ASSIGNMENT — In the entries that follow, find each line with the word "relative" and copy it.

Entries taken from a collection:
- Opening Delimiter -
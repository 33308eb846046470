//! SML encoders for building test frames.

use crate::obis::ObisCode;
use crate::sml::{CLOSE_RESPONSE, GET_LIST_RESPONSE, OPEN_RESPONSE};
use crate::transport::START_SEQUENCE;

/// Server id used by every generated measurement list.
pub const SERVER_ID: [u8; 10] = [0x0a, 0x01, 0x49, 0x53, 0x4b, 0x00, 0x04, 0x32, 0x5e, 0xc5];

const SKIPPED: u8 = 0x01;

pub fn octets(bytes: &[u8]) -> Vec<u8> {
    let mut out = Vec::with_capacity(bytes.len() + 2);
    if bytes.len() + 1 < 0x10 {
        out.push((bytes.len() + 1) as u8);
    } else {
        let total = bytes.len() + 2;
        out.push(0x80 | (total >> 4) as u8);
        out.push((total & 0x0F) as u8);
    }
    out.extend_from_slice(bytes);
    out
}

pub fn unsigned(value: u64, width: usize) -> Vec<u8> {
    let mut out = vec![0x60 | (width + 1) as u8];
    out.extend_from_slice(&value.to_be_bytes()[8 - width..]);
    out
}

pub fn signed(value: i64, width: usize) -> Vec<u8> {
    let mut out = vec![0x50 | (width + 1) as u8];
    out.extend_from_slice(&value.to_be_bytes()[8 - width..]);
    out
}

pub fn boolean(value: bool) -> Vec<u8> {
    vec![0x42, u8::from(value)]
}

pub fn list(items: &[Vec<u8>]) -> Vec<u8> {
    let mut out = if items.len() < 0x10 {
        vec![0x70 | items.len() as u8]
    } else {
        vec![0xF0 | (items.len() >> 4) as u8, (items.len() & 0x0F) as u8]
    };
    for item in items {
        out.extend_from_slice(item);
    }
    out
}

fn optional(value: Option<Vec<u8>>) -> Vec<u8> {
    value.unwrap_or_else(|| vec![SKIPPED])
}

fn sec_index(secs: u32) -> Vec<u8> {
    list(&[unsigned(1, 1), unsigned(u64::from(secs), 4)])
}

/// Encode a complete SML message with the given body tag and encoded body.
pub fn message(tag: u32, body: Vec<u8>) -> Vec<u8> {
    list(&[
        octets(&[0x00, 0x01]),
        unsigned(0, 1),
        unsigned(0, 1),
        list(&[unsigned(u64::from(tag), 2), body]),
        unsigned(0xBEEF, 2),
        vec![0x00],
    ])
}

pub fn open_response() -> Vec<u8> {
    message(
        OPEN_RESPONSE,
        list(&[
            vec![SKIPPED],
            vec![SKIPPED],
            octets(b"file01"),
            octets(&SERVER_ID),
            vec![SKIPPED],
            unsigned(1, 1),
        ]),
    )
}

pub fn close_response() -> Vec<u8> {
    message(CLOSE_RESPONSE, list(&[vec![SKIPPED]]))
}

/// A list entry to encode into a measurement-list response.
pub struct TestEntry {
    pub obis: ObisCode,
    pub unit: Option<u8>,
    pub scaler: Option<i8>,
    pub value: Option<Vec<u8>>,
}

impl TestEntry {
    fn new(obis: &str, value: Option<Vec<u8>>) -> Self {
        Self {
            obis: obis.parse().unwrap(),
            unit: None,
            scaler: None,
            value,
        }
    }

    pub fn unsigned(obis: &str, value: u64, unit: Option<u8>, scaler: Option<i8>) -> Self {
        let width = if value > u64::from(u32::MAX) { 8 } else { 4 };
        Self {
            unit,
            scaler,
            ..Self::new(obis, Some(unsigned(value, width)))
        }
    }

    pub fn signed(obis: &str, value: i64, unit: Option<u8>, scaler: Option<i8>) -> Self {
        let width = if i32::try_from(value).is_ok() { 4 } else { 8 };
        Self {
            unit,
            scaler,
            ..Self::new(obis, Some(signed(value, width)))
        }
    }

    pub fn octets(obis: &str, value: &[u8]) -> Self {
        Self::new(obis, Some(octets(value)))
    }

    pub fn boolean(obis: &str, value: bool) -> Self {
        Self::new(obis, Some(boolean(value)))
    }

    pub fn list(obis: &str, values: &[Vec<u8>]) -> Self {
        Self::new(obis, Some(list(values)))
    }

    pub fn missing(obis: &str) -> Self {
        Self::new(obis, None)
    }

    fn encode(&self) -> Vec<u8> {
        list(&[
            octets(&self.obis.0),
            vec![SKIPPED],
            vec![SKIPPED],
            optional(self.unit.map(|u| unsigned(u64::from(u), 1))),
            optional(self.scaler.map(|s| signed(i64::from(s), 1))),
            optional(self.value.clone()),
            vec![SKIPPED],
        ])
    }
}

pub fn get_list_response(entries: &[TestEntry], sensor_time: Option<u32>) -> Vec<u8> {
    let entries: Vec<Vec<u8>> = entries.iter().map(TestEntry::encode).collect();
    message(
        GET_LIST_RESPONSE,
        list(&[
            vec![SKIPPED],
            octets(&SERVER_ID),
            vec![SKIPPED],
            optional(sensor_time.map(sec_index)),
            list(&entries),
            vec![SKIPPED],
            vec![SKIPPED],
        ]),
    )
}

/// Concatenate messages and zero-pad to a multiple of four bytes.
pub fn payload(messages: &[Vec<u8>]) -> Vec<u8> {
    let mut out = messages.concat();
    while out.len() % 4 != 0 {
        out.push(0x00);
    }
    out
}

/// Wrap messages into a complete transport frame, envelope included.
pub fn frame(messages: &[Vec<u8>]) -> Vec<u8> {
    let body = messages.concat();
    let padding = (4 - body.len() % 4) % 4;

    let mut out = START_SEQUENCE.to_vec();
    out.extend_from_slice(&payload(messages));
    out.extend_from_slice(&[0x1b, 0x1b, 0x1b, 0x1b, 0x1a, padding as u8, 0x00, 0x00]);
    out
}
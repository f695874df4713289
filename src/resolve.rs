//! Image path and URL resolution.
//!
//! The API is inconsistent about where it puts an image reference. The same
//! concept arrives as `image_url`, `image_path`, `path`, `url` or `filename`
//! depending on the endpoint and its age, and the value may be an absolute
//! URL or a path relative to the static storage host.
//!
//! ## Resolution priority
//!
//! Candidates are scanned in a fixed order and the first non-empty value
//! wins. Empty and whitespace-only strings count as absent.
//!
//! ```text
//! image:       resolve(&[image_url, image_path, path, url, filename])
//! album cover: resolve(&[cover_image_url, cover_image]) → first image → placeholder
//! ```
//!
//! ## Joining
//!
//! - Values starting with `http://` or `https://` are returned unchanged.
//! - Anything else is joined onto the storage base with exactly one `/`.
//!   No `..` normalization happens; the storage host owns that.
//! - When nothing resolves, the configured placeholder is returned, so a
//!   resolved URL is never empty.

use tracing::debug;

/// URL prefixes that mark a candidate as already absolute.
const ABSOLUTE_SCHEMES: &[&str] = &["http://", "https://"];

/// Return the first candidate that is present and not blank.
///
/// This is the core fallback operation shared by every field that has
/// several possible sources. Values are trimmed.
pub fn first_present<'a>(candidates: &[Option<&'a str>]) -> Option<&'a str> {
    candidates
        .iter()
        .filter_map(|opt| opt.map(str::trim).filter(|s| !s.is_empty()))
        .next()
}

/// Whether `value` already carries a recognized absolute scheme.
pub fn is_absolute(value: &str) -> bool {
    ABSOLUTE_SCHEMES.iter().any(|scheme| {
        value
            .get(..scheme.len())
            .is_some_and(|prefix| prefix.eq_ignore_ascii_case(scheme))
    })
}

/// Join a relative storage path onto `base` with a single separating slash.
pub fn join_storage(base: &str, path: &str) -> String {
    format!(
        "{}/{}",
        base.trim_end_matches('/'),
        path.trim_start_matches('/')
    )
}

/// Turns raw API image references into display URLs.
#[derive(Debug, Clone, PartialEq, Eq)]
pub struct PathResolver {
    storage_url: String,
    placeholder: String,
}

impl PathResolver {
    pub fn new(storage_url: impl Into<String>, placeholder: impl Into<String>) -> Self {
        Self {
            storage_url: storage_url.into(),
            placeholder: placeholder.into(),
        }
    }

    pub fn storage_url(&self) -> &str {
        &self.storage_url
    }

    pub fn placeholder(&self) -> &str {
        &self.placeholder
    }

    /// Resolve candidates to a URL, if any of them is present.
    ///
    /// Unlike [`resolve`](Self::resolve) this does not fall back to the
    /// placeholder, so callers can continue their own fallback chain.
    pub fn try_resolve(&self, candidates: &[Option<&str>]) -> Option<String> {
        first_present(candidates).map(|value| self.absolutize(value))
    }

    /// Resolve candidates to a URL, falling back to the placeholder.
    pub fn resolve(&self, candidates: &[Option<&str>]) -> String {
        self.try_resolve(candidates).unwrap_or_else(|| {
            debug!("no image reference among {} candidates, using placeholder", candidates.len());
            self.placeholder.clone()
        })
    }

    fn absolutize(&self, value: &str) -> String {
        if is_absolute(value) {
            value.to_string()
        } else {
            join_storage(&self.storage_url, value)
        }
    }
}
- Closing Delimiter -
ANSWER AREA —
//! URL or a path relative to the static storage host.
/// Join a relative storage path onto `base` with a single separating slash.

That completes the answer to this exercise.